[What you are asked to do] An exact reproduction of the lines from the one with "let mut errors: Vec<String>" to the end of the data below is required. No other lines may be included.

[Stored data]
Start of Block

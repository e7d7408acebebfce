//! Configuration for the miner

mod logging;
mod splitter;

pub use logging::{LogFormat, LogLevel, LoggingConfig};
pub use splitter::{OutputConfig, SplitterConfig};

use anyhow::Result;
use serde::{Deserialize, Serialize};
use std::path::Path;

/// Default configuration file name looked up in the working directory
pub const DEFAULT_CONFIG_FILE: &str = "wiktminer.toml";

/// Top-level configuration
#[derive(Debug, Clone, Default, Serialize, Deserialize)]
pub struct Config {
    /// Splitter configuration
    #[serde(default)]
    pub splitter: SplitterConfig,
    /// Chunk output configuration
    #[serde(default)]
    pub output: OutputConfig,
    /// Logging configuration
    #[serde(default)]
    pub logging: LoggingConfig,
}

impl Config {
    /// Load configuration from a TOML file and validate it.
    pub fn load(path: &Path) -> Result<Self> {
        let content = std::fs::read_to_string(path)
            .map_err(|e| anyhow::anyhow!("Failed to read config file '{}': {}", path.display(), e))?;
        let config: Config = toml::from_str(&content)
            .map_err(|e| anyhow::anyhow!("Failed to parse config file '{}': {}", path.display(), e))?;
        config.validate()?;
        Ok(config)
    }

    /// Load the file if it exists, otherwise fall back to defaults
    pub fn load_or_default(path: &Path) -> Result<Self> {
        if path.exists() {
            Self::load(path)
        } else {
            Ok(Self::default())
        }
    }

    /// Validate all configuration fields.
    ///
    /// Collects every problem and reports them together.
    pub fn validate(&self) -> Result<()> {
        let mut errors: Vec<String> = Vec::new();

        if self.splitter.pages_per_chunk == 0 {
            errors.push("pages_per_chunk must be positive".to_string());
        }
        if self.splitter.max_pages == Some(0) {
            errors.push("max_pages must be positive when set".to_string());
        }
        if let Some(ns) = self.splitter.namespaces.iter().find(|ns| **ns < -2) {
            errors.push(format!("namespace {} is not a valid MediaWiki namespace", ns));
        }
        if self.output.chunk_prefix.contains(std::path::MAIN_SEPARATOR) {
            errors.push("chunk_prefix must not contain a path separator".to_string());
        }

        if errors.is_empty() {
            Ok(())
        } else {
            anyhow::bail!(
                "Configuration validation failed:\n  - {}",
                errors.join("\n  - ")
            );
        }
    }
}
//! wiktminer: streaming pronunciation miner for MediaWiki dumps
//!
//! Mines word → phonetic transcription pairs from Wiktionary XML exports:
//! - Constant-memory splitting of plain or multistream bz2 dumps into
//!   standalone XML chunks
//! - Minimal page parsing with quick-xml
//! - Declarative per-language grammars (built-in or loaded from TOML)
//! - A three-phase extractor: language block, pronunciation block, rules
//! - Running statistics over the whole dump

pub mod config;
pub mod dump;
pub mod error;
pub mod extractor;
pub mod grammar;
pub mod miner;

pub use config::Config;
pub use error::{GrammarError, MinerError};
pub use extractor::{extract, Extraction};
pub use grammar::{load_grammar, Grammar, GrammarDefinition};
pub use miner::{Miner, MinerOptions, MiningStatus};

End of Block

[Completed task]
        let mut errors: Vec<String> = Vec::new();

        if self.splitter.pages_per_chunk == 0 {
            errors.push("pages_per_chunk must be positive".to_string());
        }
        if self.splitter.max_pages == Some(0) {
            errors.push("max_pages must be positive when set".to_string());
        }
        if let Some(ns) = self.splitter.namespaces.iter().find(|ns| **ns < -2) {
            errors.push(format!("namespace {} is not a valid MediaWiki namespace", ns));
        }
        if self.output.chunk_prefix.contains(std::path::MAIN_SEPARATOR) {
            errors.push("chunk_prefix must not contain a path separator".to_string());
        }

        if errors.is_empty() {
            Ok(())
        } else {
            anyhow::bail!(
                "Configuration validation failed:\n  - {}",
                errors.join("\n  - ")
            );
        }
    }
}
//! wiktminer: streaming pronunciation miner for MediaWiki dumps
//!
//! Mines word → phonetic transcription pairs from Wiktionary XML exports:
//! - Constant-memory splitting of plain or multistream bz2 dumps into
//!   standalone XML chunks
//! - Minimal page parsing with quick-xml
//! - Declarative per-language grammars (built-in or loaded from TOML)
//! - A three-phase extractor: language block, pronunciation block, rules
//! - Running statistics over the whole dump

pub mod config;
pub mod dump;
pub mod error;
pub mod extractor;
pub mod grammar;
pub mod miner;

pub use config::Config;
pub use error::{GrammarError, MinerError};
pub use extractor::{extract, Extraction};
pub use grammar::{load_grammar, Grammar, GrammarDefinition};
pub use miner::{Miner, MinerOptions, MiningStatus};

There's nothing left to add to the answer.